Memory made ChatGPT remember you. It didn't make it present. ChatGPT's persistent memory features let the assistant retain preferences and prior exchanges across sessions when users enable them, but commentators on Substack argue that memory alone does not make a system feel like a social partner. The missing pieces include relational knowledge, cross-chat situational awareness, and the ability to model a user's beliefs, gaps that benchmarks and design proposals identify as immediate engineering priorities.
That change let assistants carry personal preferences and earlier goals from one session to the next, and it reshaped what users expect from conversational AI.
What memory actually delivered
OpenAI's memory feature moves ChatGPT out of the purely stateless prompt-response model. With the feature enabled, the assistant can preserve stylistic and factual preferences, recall constraints or long-running projects, and allow users to pick up a conversation where they left off. Practically, that means fewer repeated setup prompts and a smoother handoff across sessions when the same user returns.

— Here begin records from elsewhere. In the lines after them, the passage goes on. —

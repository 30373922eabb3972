// src/lib.rs

pub mod changed;
pub mod cli;
pub mod config;
pub mod engine;
pub mod errors;
pub mod exec;
pub mod fs;
pub mod logging;
pub mod pipeline;
pub mod reload;
pub mod serve;
pub mod transform;
pub mod watch;

use std::path::PathBuf;
use std::sync::Arc;
use std::time::Duration;

use tokio::sync::mpsc;
use tracing::info;

use crate::cli::{CliArgs, PipelineCommand};
use crate::config::load_and_validate;
use crate::config::model::ConfigFile;
use crate::engine::{CoreRuntime, Runtime, RuntimeEvent, RuntimeOptions, TriggerReason};
use crate::errors::Result;
use crate::exec::{PipelineContext, RealExecutorBackend};
use crate::fs::RealFileSystem;
use crate::pipeline::{TaskKind, TaskRegistry};
use crate::reload::start_reload_hub;
use crate::serve::{ServeOptions, start_http_server};
use crate::watch::WatchProfile;

/// High-level entry point used by `main.rs`.
///
/// Wires together config loading, the task registry, the scheduler/queue
/// runtime, the executor, and in serve mode the dev server, reload hub and
/// file watcher.
pub async fn run(args: CliArgs) -> Result<()> {
    let config_path = PathBuf::from(&args.config);
    let cfg = load_and_validate(&config_path)?;

    let registry = Arc::new(TaskRegistry::from_config(&cfg)?);

    if args.dry_run {
        print_dry_run(&cfg, &registry);
        return Ok(());
    }

    let fs: Arc<dyn fs::FileSystem + Send + Sync> = Arc::new(RealFileSystem);

    if matches!(args.command, Some(PipelineCommand::Clean)) {
        return pipeline::clean::clean(fs.as_ref(), &cfg.paths.public_root);
    }

    // Default invocation behaves like `serve`: build, then watch and serve.
    let serve_mode = matches!(args.command, None | Some(PipelineCommand::Serve));
    let seed_tasks = seed_tasks_for(args.command);

    // Serve mode: reload hub first so the HTTP server knows what port to
    // inject into pages.
    let reload = if serve_mode && cfg.serve.inject_changes {
        let (handle, ws_port) = start_reload_hub(cfg.serve.ws_port)?;
        Some((handle, ws_port))
    } else {
        None
    };

    if serve_mode {
        start_http_server(ServeOptions {
            public_root: cfg.paths.public_root.clone(),
            port: cfg.serve.port,
            ws_port: reload.as_ref().map(|(_, port)| *port),
        })?;
    }

    let ctx = PipelineContext {
        fs,
        public_root: cfg.paths.public_root.clone(),
        reload: reload.map(|(handle, _)| handle),
    };

    // Runtime event channel.
    let (rt_tx, rt_rx) = mpsc::channel::<RuntimeEvent>(64);

    let executor = RealExecutorBackend::new(Arc::clone(&registry), ctx, rt_tx.clone());

    // File watcher only in serve mode.
    let _watcher_handle = if serve_mode {
        let profiles = WatchProfile::from_registry(&registry);
        let debounce = Duration::from_millis(cfg.serve.debounce_ms);
        Some(watch::spawn_watcher(
            cfg.paths.source_root.clone(),
            profiles,
            debounce,
            rt_tx.clone(),
        )?)
    } else {
        None
    };

    // Ctrl-C → graceful shutdown.
    {
        let tx = rt_tx.clone();
        tokio::spawn(async move {
            if let Err(e) = tokio::signal::ctrl_c().await {
                eprintln!("failed to listen for Ctrl+C: {e}");
                return;
            }
            let _ = tx.send(RuntimeEvent::ShutdownRequested).await;
        });
    }

    info!(?seed_tasks, "tasks to trigger at startup");
    for task in &seed_tasks {
        rt_tx
            .send(RuntimeEvent::TaskTriggered {
                task: task.name().to_string(),
                reason: TriggerReason::Manual,
            })
            .await
            .map_err(|e| anyhow::anyhow!("runtime channel closed: {e}"))?;
    }

    let options = RuntimeOptions {
        exit_when_idle: !serve_mode,
    };

    let scheduler = pipeline::Scheduler::new(registry.task_names().map(String::from));
    let core = CoreRuntime::new(scheduler, cfg.runtime.queue_length, options);
    let runtime = Runtime::new(core, rt_rx, executor);
    runtime.run().await
}

/// The task kinds each command seeds at startup.
fn seed_tasks_for(command: Option<PipelineCommand>) -> Vec<TaskKind> {
    match command {
        // Default and serve both start from a fresh dev build.
        None | Some(PipelineCommand::Serve) | Some(PipelineCommand::Build) => {
            TaskKind::DEFAULT_PIPELINE.to_vec()
        }
        Some(PipelineCommand::Minify) => TaskKind::MINIFY_PIPELINE.to_vec(),
        Some(PipelineCommand::Templates) => vec![TaskKind::Templates],
        Some(PipelineCommand::Styles) => vec![TaskKind::Styles],
        Some(PipelineCommand::Scripts) => vec![TaskKind::Scripts],
        Some(PipelineCommand::Vendor) => vec![TaskKind::Vendor],
        Some(PipelineCommand::Bundle) => vec![TaskKind::Bundle],
        Some(PipelineCommand::MinifyCss) => vec![TaskKind::MinifyCss],
        Some(PipelineCommand::MinifyHtml) => vec![TaskKind::MinifyHtml],
        Some(PipelineCommand::Images) => vec![TaskKind::Images],
        Some(PipelineCommand::Fonts) => vec![TaskKind::Fonts],
        Some(PipelineCommand::Clean) => Vec::new(),
    }
}

/// Dry-run output: the resolved task table.
fn print_dry_run(cfg: &ConfigFile, registry: &TaskRegistry) {
    println!("assetpipe dry-run");
    println!("  source_root = {}", cfg.paths.source_root.display());
    println!("  public_root = {}", cfg.paths.public_root.display());
    println!("  queue_length = {}", cfg.runtime.queue_length);
    println!();

    let mut specs: Vec<_> = registry.iter().collect();
    specs.sort_by(|a, b| a.name.cmp(&b.name));

    println!("tasks ({}):", specs.len());
    for spec in specs {
        println!("  - {}", spec.name);
        println!("      sources: {}/{}", spec.base.display(), spec.src_glob);
        println!("      dest:    {}", spec.dest.display());
        match &spec.output {
            pipeline::OutputMode::PerFile { ext: Some(ext) } => {
                println!("      output:  per-file (*.{ext})")
            }
            pipeline::OutputMode::PerFile { ext: None } => println!("      output:  per-file"),
            pipeline::OutputMode::Concat { file_name } => {
                println!("      output:  concat -> {file_name}")
            }
        }
        if spec.watched {
            println!("      watched: true");
        }
        if spec.in_place {
            println!("      in-place: true");
        }
    }
}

Engineers and product teams describe the change as necessary. A Substack post cataloguing the development called long-term memory necessary but not enough for presence. The Substack commentary sketched a systems-level concept it named Presence Engineering, which pairs memory with continuity mechanisms, feedback loops, and situational orientation so assistants evolve with users rather than reset after each chat.

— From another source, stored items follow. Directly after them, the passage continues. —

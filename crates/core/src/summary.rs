//! Patient summary pipeline: select, summarise per table, consolidate.
//!
//! Tables are processed concurrently (bounded by `max_concurrent_sections`) and their results
//! are gathered in request order. Consolidation waits for every table. A failed table either
//! aborts the request or is reported in [`PatientSummary::failures`], depending on the
//! [`FailurePolicy`].

use crate::budget::SectionBudget;
use crate::collaborators::{LlmClient, QueryExecutor};
use crate::config::{FailurePolicy, SummaryConfig};
use crate::consolidate::Consolidator;
use crate::error::{Stage, SummaryError, SummaryResult};
use crate::section::{SectionSummarizer, SectionSummary};
use crate::selector::TableSelector;
use futures::stream::{self, StreamExt};
use std::sync::Arc;
use summary_types::{Identifier, NonEmptyText};

/// A validated summary request.
#[derive(Clone, Debug)]
pub struct SummaryRequest {
    pub database: Identifier,
    pub tables: Vec<Identifier>,
    pub patient_id: NonEmptyText,
    pub prompt_template: NonEmptyText,
    /// Model for section summaries; the configured default when `None`.
    pub model: Option<NonEmptyText>,
    /// Model for consolidation; the configured default when `None`.
    pub summary_model: Option<NonEmptyText>,
    /// Overrides the configured failure policy for this request.
    pub failure_policy: Option<FailurePolicy>,
}

/// Marker for a requested table that produced no summary because it failed.
#[derive(Clone, Debug, PartialEq, Eq, serde::Serialize)]
pub struct SectionFailure {
    pub table: Identifier,
    pub stage: Stage,
    pub message: String,
}

#[derive(Clone, Debug, PartialEq, Eq, serde::Serialize)]
pub struct PatientSummary {
    pub consolidated_summary: String,
    /// One entry per table that yielded rows, in request order.
    pub sections: Vec<SectionSummary>,
    /// Requested tables with no rows for the patient.
    pub empty_tables: Vec<Identifier>,
    pub failures: Vec<SectionFailure>,
}

enum TableOutcome {
    Summarized(SectionSummary),
    Empty(Identifier),
    Failed(Identifier, SummaryError),
}

pub struct SummaryService {
    cfg: Arc<SummaryConfig>,
    selector: TableSelector,
    summarizer: SectionSummarizer,
    consolidator: Consolidator,
}

impl SummaryService {
    pub fn new(
        cfg: Arc<SummaryConfig>,
        executor: Arc<dyn QueryExecutor>,
        llm: Arc<dyn LlmClient>,
    ) -> Self {
        let limits = cfg.limits();
        let budget = SectionBudget {
            max_chars: limits.section_char_budget,
            max_chunks: limits.max_chunks_per_section,
        };
        Self {
            selector: TableSelector::new(executor, cfg.patient_column().clone()),
            summarizer: SectionSummarizer::new(llm.clone(), budget, limits.llm_timeout),
            consolidator: Consolidator::new(llm, limits.llm_timeout),
            cfg,
        }
    }

    /// Produce the consolidated summary and per-table summaries for one patient.
    ///
    /// # Errors
    ///
    /// - [`SummaryError::InvalidInput`] if no tables were requested.
    /// - Under [`FailurePolicy::Abort`], the first failed table's error in request order.
    /// - [`SummaryError::Llm`] with stage `consolidation` if the final call fails.
    pub async fn summarize(&self, request: SummaryRequest) -> SummaryResult<PatientSummary> {
        let tables = dedup_tables(&request.tables);
        if tables.is_empty() {
            return Err(SummaryError::InvalidInput(
                "at least one table must be requested".into(),
            ));
        }

        let model = request
            .model
            .as_ref()
            .unwrap_or(self.cfg.default_model())
            .as_str();
        let summary_model = request
            .summary_model
            .as_ref()
            .unwrap_or(self.cfg.default_summary_model())
            .as_str();
        let policy = request
            .failure_policy
            .unwrap_or_else(|| self.cfg.failure_policy());
        let patient_id = request.patient_id.as_str();

        tracing::info!(
            database = %request.database,
            tables = tables.len(),
            ?policy,
            "summarising patient record"
        );

        let pending: Vec<_> = tables
            .iter()
            .map(|table| self.summarize_table(&request.database, table, patient_id, model))
            .collect();
        let outcomes: Vec<TableOutcome> = stream::iter(pending)
            .buffered(self.cfg.limits().max_concurrent_sections)
            .collect()
            .await;

        let mut sections = Vec::new();
        let mut empty_tables = Vec::new();
        let mut failures = Vec::new();

        for outcome in outcomes {
            match outcome {
                TableOutcome::Summarized(section) => sections.push(section),
                TableOutcome::Empty(table) => empty_tables.push(table),
                TableOutcome::Failed(table, err) => match policy {
                    FailurePolicy::Abort => {
                        tracing::error!(table = %table, error = %err, "aborting summary");
                        return Err(err);
                    }
                    FailurePolicy::Skip => {
                        tracing::warn!(table = %table, error = %err, "skipping failed table");
                        failures.push(SectionFailure {
                            stage: err.stage().unwrap_or(Stage::Query),
                            message: err.public_message(),
                            table,
                        });
                    }
                },
            }
        }

        let consolidated_summary = self
            .consolidator
            .consolidate(
                &sections,
                request.prompt_template.as_str(),
                patient_id,
                summary_model,
            )
            .await?;

        Ok(PatientSummary {
            consolidated_summary,
            sections,
            empty_tables,
            failures,
        })
    }

    async fn summarize_table(
        &self,
        database: &Identifier,
        table: &Identifier,
        patient_id: &str,
        model: &str,
    ) -> TableOutcome {
        let extract = match self.selector.select_one(database, table, patient_id).await {
            Ok(extract) => extract,
            Err(source) => {
                return TableOutcome::Failed(
                    table.clone(),
                    SummaryError::Query {
                        table: table.clone(),
                        source,
                    },
                )
            }
        };

        match self
            .summarizer
            .summarize(&extract, self.cfg.section_template(), model)
            .await
        {
            Ok(Some(section)) => TableOutcome::Summarized(section),
            Ok(None) => TableOutcome::Empty(table.clone()),
            Err(err) => TableOutcome::Failed(table.clone(), err),
        }
    }
}

fn dedup_tables(tables: &[Identifier]) -> Vec<Identifier> {
    let mut seen = std::collections::HashSet::new();
    tables
        .iter()
        .filter(|t| seen.insert(t.as_str()))
        .cloned()
        .collect()
}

Those proposals are timely because designers are seeing obvious, fixable failure modes. A social-media account documenting daily interactions with an assistant logged a recurring annoyance: the assistant fails to notice that a related, recent conversation exists in another thread and therefore doesn't point the user back to it.
The author suggested a modest product fix, one that would let the system be aware of parallel chat sessions without reading their content, preserving user privacy while restoring human-like orientation across tasks.
Why memory falls short
Memory stores facts; presence carries social weight.
Pretrained language models can act as knowledge repositories. A 2019 paper by Fabio Petroni and colleagues showed that models can retrieve factual triples through probes such as LAMA, which helps explain why models answer factual prompts without external search.
Search Engine Journal built on that lineage to explain relational knowledge, arguing that models recall some relations reliably while others are weakly represented. The structural type of a relation matters, which is why brands with strong SEO sometimes fail to appear in AI recommendations.
But human conversation is anchored not just to facts, but to a speaker's stance, reputation, and stakes. An essay on language and presence argues that appropriateness depends less on stored knowledge and more on the standpoint of the speaker, including potential future consequences for what's said. A correct, well-formed reply can still feel wrong if the system lacks the biography and relational weight a human interlocutor carries.
That conceptual distinction shows up in concrete technical gaps. The synthesis of recent materials identifies four separable deficits: episodic memory across sessions, relational knowledge that preserves social linkages, situational awareness across parallel contexts, and belief-modeling that distinguishes a user's perspective from external facts. The memory features addressed the first deficit; the other three remain engineering and research priorities.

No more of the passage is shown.